→ PROMPT:
In the records below, find the lines that include the string "collect" and report how many there are, nothing else.

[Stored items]
------------------------------------------------------------------------

//! ACME protocol client for the TLS-ALPN-01 challenge.

use std::time::Duration;

use anyhow::{bail, Context, Result};
use instant_acme::{
    Account, AccountCredentials, AuthorizationStatus, ChallengeType, Identifier, NewAccount,
    NewOrder, Order, OrderStatus,
};
use rcgen::{CertificateParams, CustomExtension, DistinguishedName, KeyPair};
use serde::{Deserialize, Serialize};
use tokio::sync::OnceCell;
use tokio::time::sleep;
use tracing::{debug, error, info};
use x509_parser::prelude::Pem;

use crate::cache::{self, CertCache};

/// Cache name of the ACME account credentials.
const ACCOUNT_CREDENTIALS: &str = "account.json";

/// Certificate issuance interface the renewal tasks drive.
pub(crate) trait IssueApi: Send + Sync + 'static {
    /// Run a full ACME exchange for `domain` with the given private key,
    /// returning the issued chain in PEM format.
    async fn issue_certificate(&self, key_pem: &str, domain: &str) -> Result<String>;
}

/// An AcmeClient instance.
pub struct AcmeClient {
    account: Account,
    credentials: Credentials,
    cache: CertCache,
}

/// A TLS-ALPN-01 challenge whose validation certificate is in the cache.
#[derive(Debug, Clone)]
struct Challenge {
    domain: String,
    url: String,
}

#[derive(Serialize, Deserialize)]
pub(crate) struct Credentials {
    pub(crate) account_id: String,
    credentials: AccountCredentials,
}

impl AcmeClient {
    pub async fn load(cache: CertCache, encoded_credentials: &str) -> Result<Self> {
        let credentials: Credentials = serde_json::from_str(encoded_credentials)?;
        let account = Account::from_credentials(credentials.credentials).await?;
        let credentials: Credentials = serde_json::from_str(encoded_credentials)?;
        Ok(Self {
            account,
            credentials,
            cache,
        })
    }

    /// Create a new account.
    pub async fn new_account(
        acme_url: &str,
        contact: Option<&str>,
        cache: CertCache,
    ) -> Result<Self> {
        let contact = contact.into_iter().collect::<Vec<_>>();
        let (account, credentials) = Account::create(
            &NewAccount {
                contact: &contact,
                terms_of_service_agreed: true,
                only_return_existing: false,
            },
            acme_url,
            None,
        )
        .await
        .context("failed to create new account")?;
        let credentials = Credentials {
            account_id: account.id().to_string(),
            credentials,
        };
        Ok(Self {
            account,
            credentials,
            cache,
        })
    }

    /// Dump the account credentials to a JSON string.
    pub fn dump_credentials(&self) -> Result<String> {
        Ok(serde_json::to_string(&self.credentials)?)
    }

    /// Get the ACME account ID.
    pub fn account_id(&self) -> &str {
        &self.credentials.account_id
    }

    /// Request a new certificate for the given domain.
    ///
    /// Returns the issued chain encoded in PEM format.
    pub async fn request_certificate(&self, key: &str, domain: &str) -> Result<String> {
        info!("requesting new certificate for {domain}");
        let mut challenges = Vec::new();
        let result = self
            .request_certificate_inner(key, domain, &mut challenges)
            .await;
        for challenge in &challenges {
            debug!("removing challenge entry for {}", challenge.domain);
            if let Err(err) = self.remove_challenge_entry(&challenge.domain) {
                error!(
                    "failed to remove challenge entry for {}: {err}",
                    challenge.domain
                );
            }
        }
        result
    }
}

impl AcmeClient {
    /// Make the validation certificate for a challenge discoverable by the
    /// SNI dispatcher.
    fn publish_challenge_entry(&self, domain: &str, key_auth_digest: &[u8]) -> Result<()> {
        let key = KeyPair::generate().context("failed to generate challenge key")?;
        let mut params = CertificateParams::new(vec![domain.to_string()])
            .context("failed to create certificate params")?;
        params.distinguished_name = DistinguishedName::new();
        params
            .custom_extensions
            .push(CustomExtension::new_acme_identifier(key_auth_digest));
        let cert = params
            .self_signed(&key)
            .context("failed to self-sign challenge certificate")?;
        self.cache
            .write(&cache::challenge_key_name(domain), key.serialize_pem())?;
        self.cache
            .write(&cache::challenge_cert_name(domain), cert.pem())?;
        Ok(())
    }

    fn remove_challenge_entry(&self, domain: &str) -> Result<()> {
        self.cache.remove(&cache::challenge_cert_name(domain))?;
        self.cache.remove(&cache::challenge_key_name(domain))?;
        Ok(())
    }

    async fn authorize(&self, order: &mut Order, challenges: &mut Vec<Challenge>) -> Result<()> {
        let authorizations = order
            .authorizations()
            .await
            .context("failed to get authorizations")?;
        for authz in &authorizations {
            match authz.status {
                AuthorizationStatus::Pending => {}
                AuthorizationStatus::Valid => continue,
                _ => bail!("unsupported authorization status: {:?}", authz.status),
            }

            let challenge = authz
                .challenges
                .iter()
                .find(|c| c.r#type == ChallengeType::TlsAlpn01)
                .context("no tls-alpn-01 challenge found")?;

            let Identifier::Dns(identifier) = &authz.identifier;

            let digest = order.key_authorization(challenge).digest();
            debug!("publishing validation certificate for {identifier}");
            self.publish_challenge_entry(identifier, digest.as_ref())
                .context("failed to publish validation certificate")?;
            challenges.push(Challenge {
                domain: identifier.clone(),
                url: challenge.url.clone(),
            });
        }
        Ok(())
    }

    async fn request_certificate_inner(
        &self,
        key: &str,
        domain: &str,
        challenges: &mut Vec<Challenge>,
    ) -> Result<String> {
        debug!("creating new order for {domain}");
        let names = vec![domain.to_string()];
        let identifiers = names
            .iter()
            .map(|name| Identifier::Dns(name.clone()))
            .collect::<Vec<_>>();
        let mut order = self
            .account
            .new_order(&NewOrder {
                identifiers: &identifiers,
            })
            .await
            .context("failed to create new order")?;
        let mut challenges_ready = false;
        loop {
            order.refresh().await.context("failed to refresh order")?;
            match order.state().status {
                // Need to accept the challenge
                OrderStatus::Pending => {
                    if challenges_ready {
                        debug!("challenges are ready, waiting for order to be ready");
                        sleep(Duration::from_secs(2)).await;
                        continue;
                    }
                    debug!("order is pending, waiting for authorization");
                    self.authorize(&mut order, challenges)
                        .await
                        .context("failed to authorize")?;
                    if challenges.is_empty() {
                        bail!("no challenges found");
                    }
                    for challenge in &*challenges {
                        debug!("setting challenge ready for {}", challenge.url);
                        order
                            .set_challenge_ready(&challenge.url)
                            .await
                            .context("failed to set challenge ready")?;
                    }
                    challenges_ready = true;
                    continue;
                }
                // To upload CSR
                OrderStatus::Ready => {
                    debug!("order is ready, uploading CSR");
                    let csr = make_csr(key, &names)?;
                    order
                        .finalize(csr.as_ref())
                        .await
                        .context("failed to finalize order")?;
                    continue;
                }
                // Need to wait for the challenge to be accepted
                OrderStatus::Processing => {
                    debug!("order is processing, waiting for the CSR to be accepted");
                    sleep(Duration::from_secs(2)).await;
                    continue;
                }
                // Certificate is ready
                OrderStatus::Valid => {
                    debug!("order is valid, getting certificate");
                    return extract_certificate(order).await;
                }
                // Something went wrong
                OrderStatus::Invalid => bail!("order is invalid"),
            }
        }
    }
}

/// Lazily-initialized handle to the shared ACME account.
///
/// The account is loaded from the cache or registered with the CA on first
/// use, so an unreachable CA at startup surfaces as a renewal failure rather
/// than a construction failure.
pub(crate) struct AcmeAccount {
    cache: CertCache,
    acme_url: String,
    contact: Option<String>,
    client: OnceCell<AcmeClient>,
}

impl AcmeAccount {
    pub fn new(cache: CertCache, acme_url: String, contact: Option<String>) -> Self {
        Self {
            cache,
            acme_url,
            contact,
            client: OnceCell::new(),
        }
    }

    /// Load or register the account now.
    pub async fn ensure(&self) -> Result<()> {
        self.client().await.map(|_| ())
    }

    async fn client(&self) -> Result<&AcmeClient> {
        self.client
            .get_or_try_init(|| async {
                if self.cache.exists(ACCOUNT_CREDENTIALS) {
                    let encoded = self.cache.read(ACCOUNT_CREDENTIALS)?;
                    let client = AcmeClient::load(self.cache.clone(), &encoded).await?;
                    info!("loaded ACME account: {}", client.account_id());
                    return Ok(client);
                }
                info!("creating new ACME account");
                let client = AcmeClient::new_account(
                    &self.acme_url,
                    self.contact.as_deref(),
                    self.cache.clone(),
                )
                .await
                .context("failed to create new account")?;
                let credentials = client
                    .dump_credentials()
                    .context("failed to dump credentials")?;
                self.cache
                    .write(ACCOUNT_CREDENTIALS, credentials)
                    .context("failed to write credentials")?;
                info!("created new ACME account: {}", client.account_id());
                Ok(client)
            })
            .await
    }
}

impl IssueApi for AcmeAccount {
    async fn issue_certificate(&self, key_pem: &str, domain: &str) -> Result<String> {
        self.client()
            .await?
            .request_certificate(key_pem, domain)
            .await
    }
}

fn make_csr(key: &str, names: &[String]) -> Result<Vec<u8>> {
    let mut params =
        CertificateParams::new(names).context("failed to create certificate params")?;
    params.distinguished_name = DistinguishedName::new();
    let key = KeyPair::from_pem(key).context("failed to parse private key")?;
    let csr = params
        .serialize_request(&key)
        .context("failed to serialize certificate request")?;
    Ok(csr.der().as_ref().to_vec())
}

async fn extract_certificate(mut order: Order) -> Result<String> {
    let mut tries = 0;
    let cert_chain_pem = loop {
        tries += 1;
        if tries > 5 {
            bail!("failed to get certificate");
        }
        match order
            .certificate()
            .await
            .context("failed to get certificate")?
        {
            Some(cert_chain_pem) => break cert_chain_pem,
            None => sleep(Duration::from_secs(1)).await,
        }
    };
    Ok(cert_chain_pem)
}

pub(crate) fn read_pem(cert_pem: &str) -> Result<Pem> {
    Pem::iter_from_buffer(cert_pem.as_bytes())
        .next()
        .transpose()
        .context("Invalid pem")?
        .context("no certificate in pem")
}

------------------------------------------------------------------------

→ ANSWER FOR THIS EXERCISE:
2